Hemodynamics for the Heart Failure Clinician: A State-of-the-Art Review

Abstract

Heart failure (HF) fundamentally reflects an inability of the heart to provide adequate blood flow to the body without incurring the cost of increased cardiac filling pressures. This failure occurs first during the stressed state, but progresses until hemodynamic derangements become apparent at rest. As such, the measurement and interpretation of both resting and stressed hemodynamics serve an integral role in the practice of the HF clinician. In this review, we discuss conceptual and technical best practices in the performance and interpretation of both resting and invasive exercise hemodynamic catheterization, relate important pathophysiologic concepts to clinical care, and discuss updated, evidence-based applications of hemodynamics as they pertain to the full spectrum of HF conditions.

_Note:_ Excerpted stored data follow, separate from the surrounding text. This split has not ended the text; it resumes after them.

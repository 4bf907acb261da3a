//! Conversation log types.

use crate::Action;
use serde::{Deserialize, Serialize};
use uuid::Uuid;

/// Who authored a log entry.
#[derive(Debug, Clone, Copy, PartialEq, Eq, Hash, Serialize, Deserialize)]
#[serde(rename_all = "lowercase")]
pub enum LogEntryRole {
    /// The human player
    Player,
    /// The model acting as game master or storyteller
    Gm,
}

/// The narrative style of a turn's input.
#[derive(Debug, Clone, Copy, PartialEq, Eq, Hash, Serialize, Deserialize, Default)]
#[serde(rename_all = "lowercase")]
pub enum LogEntryMode {
    /// The player performs an action ("Action: ...")
    Do,
    /// The player speaks in-world ("You say: ...")
    Say,
    /// Free prose inserted into the story verbatim
    #[default]
    Story,
    /// An out-of-band instruction to the narrator ("[Director's Note: ...]")
    Direct,
    /// Ask the model to continue the previous narration
    Continue,
}

/// One turn of conversation.
///
/// Created empty (or with player text) when a turn starts, mutated
/// incrementally as stream fragments arrive, and stable once the turn
/// completes except for explicit user edits.
#[derive(Debug, Clone, PartialEq, Serialize, Deserialize)]
pub struct LogEntry {
    /// Unique entry id
    pub id: String,
    /// Author of the entry
    pub role: LogEntryRole,
    /// Narrative style of the entry
    #[serde(default)]
    pub mode: LogEntryMode,
    /// Entry text; partially filled while streaming
    pub text: String,
    /// Groups GM entries that form one continued narration turn
    #[serde(skip_serializing_if = "Option::is_none")]
    pub chain_id: Option<String>,
    /// State mutations decoded from the model's response for this entry
    #[serde(skip_serializing_if = "Option::is_none")]
    pub actions: Option<Vec<Action>>,
    /// Set when the structured `actions` block could not be recovered
    #[serde(default, skip_serializing_if = "std::ops::Not::not")]
    pub is_action_error: bool,
    /// Transport error payload recorded when the turn failed
    #[serde(skip_serializing_if = "Option::is_none")]
    pub error: Option<String>,
}

impl LogEntry {
    /// Create a player entry with the given text and mode.
    pub fn player(text: impl Into<String>, mode: LogEntryMode) -> Self {
        Self {
            id: Uuid::new_v4().to_string(),
            role: LogEntryRole::Player,
            mode,
            text: text.into(),
            chain_id: None,
            actions: None,
            is_action_error: false,
            error: None,
        }
    }

    /// Create an empty GM entry chained to `chain_id` (or to itself when
    /// starting a fresh narration turn).
    pub fn gm(chain_id: Option<String>) -> Self {
        let id = Uuid::new_v4().to_string();
        let chain_id = chain_id.unwrap_or_else(|| id.clone());
        Self {
            id,
            role: LogEntryRole::Gm,
            mode: LogEntryMode::Story,
            text: String::new(),
            chain_id: Some(chain_id),
            actions: None,
            is_action_error: false,
            error: None,
        }
    }

    /// The chain key of this entry: its `chain_id` when present, otherwise
    /// its own `id` (a singleton chain).
    pub fn chain_key(&self) -> &str {
        self.chain_id.as_deref().unwrap_or(&self.id)
    }
}

#[cfg(test)]
mod tests {
    use super::*;

    #[test]
    fn gm_entry_chains_to_itself_by_default() {
        let entry = LogEntry::gm(None);
        assert_eq!(entry.chain_key(), entry.id);
    }

    #[test]
    fn gm_entry_joins_existing_chain() {
        let entry = LogEntry::gm(Some("chain-1".to_string()));
        assert_eq!(entry.chain_key(), "chain-1");
        assert_ne!(entry.id, "chain-1");
    }
}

Keywords: Hemodynamics; cardiac function; cardiogenic shock; heart failure; heart failure with preserved ejection fraction; heart failure with reduced ejection fraction; pulmonary hypertension.

Figure 1.

Pressure-volume physiology of the LV, inotropes and select mechanical circulatory support (MCS) devices, the RV, and ventricular-pericardial interactions. Key principles and all abbreviations thoroughly outlined in text.

Figure 2.

Resting and Invasive Exercise Right Heart Catheterization. Typical RHC tracings, exercise protocol schematics, key methods and variables outlined for both.

Figure 3.

Example hemodynamic tracings. Key points highlighted alongside tracings. (A) Normal right atrial (RA) and pulmonary capillary wedge (PCW) tracings and values. (B) Giant V-waves on PCW tracing due to reduced left atrial compliance. Care should go towards identifying mean PCW pressure by bisecting the A-wave (and not the V-wave) at end-expiration. (C) Pulmonary hypertension with prominent Y-descents and Kussmaul’s sign (rise in RA pressure) with inspiration, collectively indicative of poor pulmonary vascular and RV compliance. (D) RV failure with a dip-and-plateau sign during diastole, indicative of severe RV dysfunction and diastolic pressure overload. The same can also be seen in constrictive pericarditis and restrictive cardiomyopathies when ventricular filling must occur early and rapidly due to poor ventricular compliance.

Figure 4.

Hemodynamic indices in HF and CS. As HF progresses, metabolic capacity gradually wanes. Patients first suffer loss of cardiac reserve but maintain normal rest perfusion. Multiple hemodynamic indices continuously adapt to gradually waning SV in order to maintain CO and BP. Cardiac pressures rise as the heart fails to maintain normal filling; pulmonary pressures rise too. As reserve fades, small perturbations in the metabolic supply-demand balance can precipitate exacerbation. In later disease, multiple compensatory mechanisms fail, leading to low output and cardiogenic shock states. Upon cardiac arrest, flow stops and pressures converge upon the mean circulatory filling pressure. Treatments throughout are directed towards the clinical and hemodynamic state. NYHA, New York Heart Association; INTERMACS, Interagency Registry for Mechanically Assisted Circulatory Support Profiles; SCAI, Society for Cardiovascular Angiography & Interventions Classification of Cardiogenic Shock.

Figure 5.

A proposed team-based approach to the management of refractory Cardiogenic Shock. LV CPO, LV cardiac power output (MAP·CO/451); RV CPO (mPAP·CO/451); PAPi, pulmonary artery pulsatility index ((sPAP-dPAP)/RAP); RAP/PCWP, right atrial pressure-to-pulmonary capillary wedge pressure ratio; pVAD, percutaneous ventricular assist device; VA-ECMO, venoarterial-extracorporeal membrane oxygenation.

Figure 6.

Average effect on PVR and PCWP of select provocative agents useful for vasodilator testing of pre-capillary pulmonary hypertension.

Figure 7.

A diagnostic approach to HFpEF. Patients with unexplained dyspnea can be assessed by the H₂FPEF score, or an alternative HFA-PEFF score. Those with intermediate probability, or others if needed, can be further evaluated using invasive hemodynamic exercise testing (gold standard), or PA catheterization at rest with provocative maneuvers.